Hillary Davis, a veteran trader who formerly managed U.S. equity portfolios for Baring Brothers, and now trades for herself, has written at least two books with this one effort. Too bad she just didn't do one.

One book is syrupy, lachrymose, with about as much substance and thought as a boob-tube "magazine" show presided over by that hyena Sam Donaldson or the fawning Barbara Walters. ("Be good to us, Mr. President," she told Jimmy Carter in 1976, apparently thinking that he actually had been elected dictator for life, or Ayatollah.) "A Million a Minute," in parts, has the feel of an "instant book" that has been just slapped together.

But then there is another book, a wonderful read that makes the controversies of trading across national borders come alive. This one is quite good, taking us inside the world of international trading and skillfully explaining the foibles of infamous traders. This section will stir up the animals. No one reading this part of "A Million a Minute" will come away without a decided opinion that Davis is either very right or very wrong. Controversy, clearly delineated and explained, makes reading a pleasure at times.

Davis also deftly shows us how currency traders painfully expose the shams of governments, which too often try the oldest trick in the book: inflating currencies as a way of paying off political promises, the great shell game in the history of governments, the three-card monte used by political mountebanks around the globe to this day. Currency traders, for their own profit-driven reasons, exploit and expose these shenanigans.

Personally, I could care less that traders do it for avaricious reasons. I care more that they often infuriate "leaders," such as Suharto, Indonesia's former president, and other such political shills.

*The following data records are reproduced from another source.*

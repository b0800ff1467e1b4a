//! Game mode state machine.
//!
//! The machine itself is pure: [`GameMode::transition`] maps the current mode
//! and a [`ModeEvent`] to a [`Transition`] that lists, as plain data, every
//! side effect the change requires (exit effects of the old mode first, then
//! enter effects of the new one). Systems never switch modes directly. They
//! push events onto [`NextGameState`], and
//! [`apply_pending_transitions`](crate::systems::gamestate::apply_pending_transitions)
//! runs them through the machine and interprets the effects against the world.
//!
//! Legal edges:
//!
//! | from           | event                 | to      |
//! |----------------|-----------------------|---------|
//! | Initial        | `Start`               | Active  |
//! | Active         | `Pause`               | Paused  |
//! | Paused         | `Dismiss`             | Active  |
//! | Active         | `HealthDepleted`      | Lose    |
//! | Active         | `LevelExitReached`    | Limbo   |
//! | Limbo          | `VictoryDelayElapsed` | Win     |
//! | Win, Lose      | `NextLevel`           | Initial (fresh scene) |
//!
//! Anything else is ignored.

use bevy_ecs::prelude::Resource;
use smallvec::SmallVec;

use crate::components::banner::BannerKind;
use crate::events::audio::Cue;
use crate::resources::session::InputMode;

#[derive(Debug, Clone, Copy, PartialEq, Eq, Hash, Default)]
pub enum GameMode {
    #[default]
    Initial,
    Active,
    Paused,
    Limbo,
    Win,
    Lose,
}

/// Requests that may move the machine along an edge.
#[derive(Debug, Clone, Copy, PartialEq, Eq, Hash)]
pub enum ModeEvent {
    Start,
    Pause,
    Dismiss,
    HealthDepleted,
    LevelExitReached,
    VictoryDelayElapsed,
    NextLevel,
}

/// Side effects of entering or leaving a mode.
#[derive(Debug, Clone, Copy, PartialEq)]
pub enum ModeEffect {
    /// Tear down every non-persistent entity and reset per-level state.
    ResetScene,
    StartMusic,
    PauseMusic,
    ResumeMusic,
    PlayCue(Cue),
    BuildLevel,
    ResetHealth,
    GrantHealth(i32),
    SetFrozen(bool),
    SetInputMode(InputMode),
    /// Zero the stored movement and attack vectors.
    ClearMovement,
    /// Drop chase and collision from every enemy and play its death clip.
    StripEnemies,
    ShowBanner(BannerKind),
    ClearBanners,
    IncrementDifficulty,
}

pub type Effects = SmallVec<[ModeEffect; 8]>;

/// A legal mode change and the effects to apply, in order.
#[derive(Debug, Clone, PartialEq)]
pub struct Transition {
    pub from: GameMode,
    pub to: GameMode,
    pub effects: Effects,
}

impl GameMode {
    /// Destination of `event` from this mode, if the edge exists.
    pub fn next(self, event: ModeEvent) -> Option<GameMode> {
        use GameMode::*;
        use ModeEvent::*;
        match (self, event) {
            (Initial, Start) => Some(Active),
            (Active, Pause) => Some(Paused),
            (Paused, Dismiss) => Some(Active),
            (Active, HealthDepleted) => Some(Lose),
            (Active, LevelExitReached) => Some(Limbo),
            (Limbo, VictoryDelayElapsed) => Some(Win),
            (Win | Lose, NextLevel) => Some(Initial),
            _ => None,
        }
    }

    pub fn transition(self, event: ModeEvent) -> Option<Transition> {
        let to = self.next(event)?;
        let mut effects = self.exit_effects();
        if event == ModeEvent::NextLevel {
            effects.push(ModeEffect::ResetScene);
        }
        effects.extend(to.enter_effects());
        Some(Transition {
            from: self,
            to,
            effects,
        })
    }

    pub fn enter_effects(self) -> Effects {
        use ModeEffect::*;
        let effects: &[ModeEffect] = match self {
            GameMode::Initial => &[
                StartMusic,
                BuildLevel,
                ResetHealth,
                SetFrozen(true),
                SetInputMode(InputMode::StartGame),
                ShowBanner(BannerKind::TapToStart),
                ShowBanner(BannerKind::LevelNumber),
            ],
            GameMode::Active => &[SetFrozen(false), SetInputMode(InputMode::Attack)],
            GameMode::Paused => &[SetFrozen(true), SetInputMode(InputMode::DismissPause)],
            GameMode::Limbo => &[
                SetInputMode(InputMode::DoNothing),
                ClearMovement,
                StripEnemies,
                GrantHealth(LIMBO_HEALTH_BONUS),
                PauseMusic,
                PlayCue(Cue::Win),
            ],
            GameMode::Win => &[
                SetFrozen(true),
                SetInputMode(InputMode::NextLevel),
                ShowBanner(BannerKind::YouWon),
            ],
            GameMode::Lose => &[
                SetFrozen(true),
                SetInputMode(InputMode::NextLevel),
                ShowBanner(BannerKind::YouDied),
            ],
        };
        effects.iter().copied().collect()
    }

    pub fn exit_effects(self) -> Effects {
        let mut effects = Effects::new();
        effects.push(ModeEffect::ClearBanners);
        match self {
            GameMode::Limbo => effects.push(ModeEffect::ResumeMusic),
            GameMode::Win => effects.push(ModeEffect::IncrementDifficulty),
            _ => {}
        }
        effects
    }
}

/// Health granted when the player reaches the level exit.
pub const LIMBO_HEALTH_BONUS: i32 = 30;

/// Authoritative current mode.
#[derive(Resource, Debug, Clone, PartialEq, Eq, Default)]
pub struct GameState {
    current: GameMode,
}

impl GameState {
    pub fn new() -> Self {
        Self::default()
    }

    pub fn get(&self) -> GameMode {
        self.current
    }

    /// Update the current mode immediately.
    ///
    /// Prefer requesting transitions via [`NextGameState`] so effects run.
    pub fn set(&mut self, mode: GameMode) {
        self.current = mode;
    }
}

/// Mode events requested during the current tick, applied in order.
#[derive(Resource, Debug, Clone, Default)]
pub struct NextGameState {
    pending: SmallVec<[ModeEvent; 4]>,
}

impl NextGameState {
    pub fn new() -> Self {
        Self::default()
    }

    /// Queue `event`. The transition is applied at the end of the tick.
    pub fn request(&mut self, event: ModeEvent) {
        self.pending.push(event);
    }

    pub fn is_empty(&self) -> bool {
        self.pending.is_empty()
    }

    pub fn take(&mut self) -> SmallVec<[ModeEvent; 4]> {
        std::mem::take(&mut self.pending)
    }

    pub fn reset(&mut self) {
        self.pending.clear();
    }
}

#[cfg(test)]
mod tests {
    use super::*;

    const MODES: [GameMode; 6] = [
        GameMode::Initial,
        GameMode::Active,
        GameMode::Paused,
        GameMode::Limbo,
        GameMode::Win,
        GameMode::Lose,
    ];
    const EVENTS: [ModeEvent; 7] = [
        ModeEvent::Start,
        ModeEvent::Pause,
        ModeEvent::Dismiss,
        ModeEvent::HealthDepleted,
        ModeEvent::LevelExitReached,
        ModeEvent::VictoryDelayElapsed,
        ModeEvent::NextLevel,
    ];

    #[test]
    fn only_listed_edges_exist() {
        let mut legal = 0;
        for mode in MODES {
            for event in EVENTS {
                if mode.next(event).is_some() {
                    legal += 1;
                }
            }
        }
        assert_eq!(legal, 8);
        assert_eq!(GameMode::Paused.next(ModeEvent::HealthDepleted), None);
        assert_eq!(GameMode::Limbo.next(ModeEvent::LevelExitReached), None);
        assert_eq!(GameMode::Initial.next(ModeEvent::Pause), None);
    }

    #[test]
    fn lose_freezes_and_waits_for_next_level() {
        let t = GameMode::Active
            .transition(ModeEvent::HealthDepleted)
            .unwrap();
        assert_eq!(t.to, GameMode::Lose);
        assert_eq!(t.effects[0], ModeEffect::ClearBanners);
        assert!(t.effects.contains(&ModeEffect::SetFrozen(true)));
        assert!(
            t.effects
                .contains(&ModeEffect::SetInputMode(InputMode::NextLevel))
        );
        assert!(t.effects.contains(&ModeEffect::ShowBanner(BannerKind::YouDied)));
    }

    #[test]
    fn limbo_strips_enemies_and_rewards() {
        let t = GameMode::Active
            .transition(ModeEvent::LevelExitReached)
            .unwrap();
        assert_eq!(t.to, GameMode::Limbo);
        assert!(t.effects.contains(&ModeEffect::StripEnemies));
        assert!(t.effects.contains(&ModeEffect::GrantHealth(30)));
        assert!(t.effects.contains(&ModeEffect::PlayCue(Cue::Win)));
        assert!(!t.effects.contains(&ModeEffect::SetFrozen(true)));
    }

    #[test]
    fn leaving_limbo_resumes_music_before_win_effects() {
        let t = GameMode::Limbo
            .transition(ModeEvent::VictoryDelayElapsed)
            .unwrap();
        let resume = t
            .effects
            .iter()
            .position(|e| *e == ModeEffect::ResumeMusic)
            .unwrap();
        let banner = t
            .effects
            .iter()
            .position(|e| *e == ModeEffect::ShowBanner(BannerKind::YouWon))
            .unwrap();
        assert!(resume < banner);
    }

    #[test]
    fn next_level_after_win_bumps_difficulty_and_rebuilds() {
        let t = GameMode::Win.transition(ModeEvent::NextLevel).unwrap();
        assert_eq!(t.to, GameMode::Initial);
        let inc = t
            .effects
            .iter()
            .position(|e| *e == ModeEffect::IncrementDifficulty)
            .unwrap();
        let reset = t
            .effects
            .iter()
            .position(|e| *e == ModeEffect::ResetScene)
            .unwrap();
        let build = t
            .effects
            .iter()
            .position(|e| *e == ModeEffect::BuildLevel)
            .unwrap();
        assert!(inc < reset && reset < build);
    }

    #[test]
    fn next_level_after_lose_keeps_difficulty() {
        let t = GameMode::Lose.transition(ModeEvent::NextLevel).unwrap();
        assert!(!t.effects.contains(&ModeEffect::IncrementDifficulty));
        assert!(t.effects.contains(&ModeEffect::ResetScene));
    }

    #[test]
    fn pending_events_drain_in_order() {
        let mut next = NextGameState::new();
        next.request(ModeEvent::LevelExitReached);
        next.request(ModeEvent::HealthDepleted);
        let drained = next.take();
        assert_eq!(
            drained.as_slice(),
            &[ModeEvent::LevelExitReached, ModeEvent::HealthDepleted]
        );
        assert!(next.is_empty());
    }
}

If only this were the meat of the book! If only Davis had stuck to her knitting. She does a very good job at explaining how international currency traders brought reckless governments to heel. She obtains some serious and intriguing interviews with some incredibly smart people, including former U.S. Treasury Secretary William Simon. She quotes Stanislas Yassukovich, a former Merrill Lynch & Co. European official and now chairman of EASDAQ, as insisting that "governments should be made accountable for their mismanagement." Yassukovich notes the anomaly of governments howling for changes in the corporate world, but unable to face up to their virtual counterfeiting of currencies.

"And they talk about currency traders," Yassukovich rightfully rails, "well, that's like shooting the messenger. The currency traders are merely reflecting basic supply and demand. I say, long live currency traders. They may be the last people that keep governments accountable."

Well said.

Voters in modern-day democracies have been known to vote in rhinos, prostitutes, and charlatans of the first water. Dropping down a notch or two, they have also elected and re-elected such dubious characters as Bill Clinton and Newt Gingrich. The voters in many of today's boob democracies can't be expected to stop power-hungry politicians from putting their political pals in charge of monetary and fiscal policies.